● **GIVEN ENTRIES**
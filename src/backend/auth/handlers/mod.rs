//! Authentication Handlers Module
//!
//! # Module Structure
//!
//! ```text
//! handlers/
//! ├── mod.rs      - Module exports and documentation
//! ├── types.rs    - Request and response types
//! ├── register.rs - User registration
//! ├── login.rs    - Credential check and token issue
//! ├── refresh.rs  - Token refresh
//! └── me.rs       - Caller identity and user search
//! ```
//!
//! # Handlers
//!
//! - **`register`** - POST /api/auth/register
//! - **`login`** - POST /api/auth/login
//! - **`refresh`** - POST /api/auth/refresh (authenticated)
//! - **`get_user_id`** - GET /api/user/id (authenticated)
//! - **`search`** - GET /api/users/search (authenticated)

/// Request and response types
pub mod types;

/// Registration handler
pub mod register;

/// Login handler
pub mod login;

/// Token refresh handler
pub mod refresh;

/// Caller identity and search handlers
pub mod me;

pub use types::{LoginRequest, RegisterRequest, RegisterResponse, TokenResponse, UserIdResponse};

pub use login::login;
pub use me::{get_user_id, search};
pub use refresh::refresh;
pub use register::register;
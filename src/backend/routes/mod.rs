//! Route Configuration Module
//!
//! This module configures all HTTP routes for the backend server.
//!
//! # Module Structure
//!
//! ```text
//! routes/
//! ├── mod.rs          - Module exports and documentation
//! ├── router.rs       - Main router creation, CORS and tracing layers
//! └── api_routes.rs   - API and WebSocket endpoints
//! ```
//!
//! # Route Types
//!
//! ## Public
//!
//! - `POST /api/auth/register` - User registration
//! - `POST /api/auth/login` - User login
//! - `GET /ws` - Relay WebSocket (authenticates its own token)
//!
//! ## Authenticated
//!
//! - `POST /api/auth/refresh` - New session token
//! - `GET /api/user/id` - Caller's identity
//! - `GET /api/users/search` - User search
//! - `GET /api/friends`, `POST /api/friends/add`, `DELETE /api/friends/{user_id}`
//! - `GET /api/chat/history` - Chat history with one user

/// Main router creation
pub mod router;

/// API endpoint routes
pub mod api_routes;

pub use router::create_router;
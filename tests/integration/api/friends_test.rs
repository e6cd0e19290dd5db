//! Friend API integration tests

use crate::assert_status;
use crate::common::auth_helpers::create_test_user;
use crate::common::server::TestServer;
use serde_json::{json, Value};

#[tokio::test]
async fn test_add_list_remove_friend() {
    let server = TestServer::spawn().await;
    let alice = create_test_user(&server.state.pool, "alice").await;
    let bob = create_test_user(&server.state.pool, "bob").await;

    let response = server
        .http
        .post(server.url("/api/friends/add"))
        .bearer_auth(&alice.token)
        .json(&json!({"friend_username": "bob"}))
        .send()
        .await
        .unwrap();
    assert_status!(response, 200);

    // Bob sees the link even though Alice created it
    let response = server
        .http
        .get(server.url("/api/friends"))
        .bearer_auth(&bob.token)
        .send()
        .await
        .unwrap();
    assert_status!(response, 200);
    let body: Value = response.json().await.unwrap();
    assert_eq!(
        body["friends"],
        json!([{"user_id": alice.identity.as_str(), "username": "alice"}])
    );

    let response = server
        .http
        .delete(server.url(&format!("/api/friends/{}", alice.identity)))
        .bearer_auth(&bob.token)
        .send()
        .await
        .unwrap();
    assert_status!(response, 200);

    let body: Value = server
        .http
        .get(server.url("/api/friends"))
        .bearer_auth(&alice.token)
        .send()
        .await
        .unwrap()
        .json()
        .await
        .unwrap();
    assert_eq!(body["friends"], json!([]));
}

#[tokio::test]
async fn test_add_friend_errors() {
    let server = TestServer::spawn().await;
    let alice = create_test_user(&server.state.pool, "alice").await;
    let bob = create_test_user(&server.state.pool, "bob").await;

    let add = |token: String, name: &'static str| {
        let request = server
            .http
            .post(server.url("/api/friends/add"))
            .bearer_auth(token)
            .json(&json!({"friend_username": name}));
        async move { request.send().await.unwrap() }
    };

    assert_status!(add(alice.token.clone(), "nobody").await, 404);
    assert_status!(add(alice.token.clone(), "alice").await, 400);
    assert_status!(add(alice.token.clone(), "bob").await, 200);
    assert_status!(add(alice.token.clone(), "bob").await, 409);
    assert_status!(add(bob.token.clone(), "alice").await, 409);
}

#[tokio::test]
async fn test_friends_requires_authentication() {
    let server = TestServer::spawn().await;
    let response = server.http.get(server.url("/api/friends")).send().await.unwrap();
    assert_status!(response, 401);
}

● **PROMPT**
Which lines above contain the word "common"? Copy each one.

● **RESPONSE**
use crate::common::auth_helpers::create_test_user;
use crate::common::server::TestServer;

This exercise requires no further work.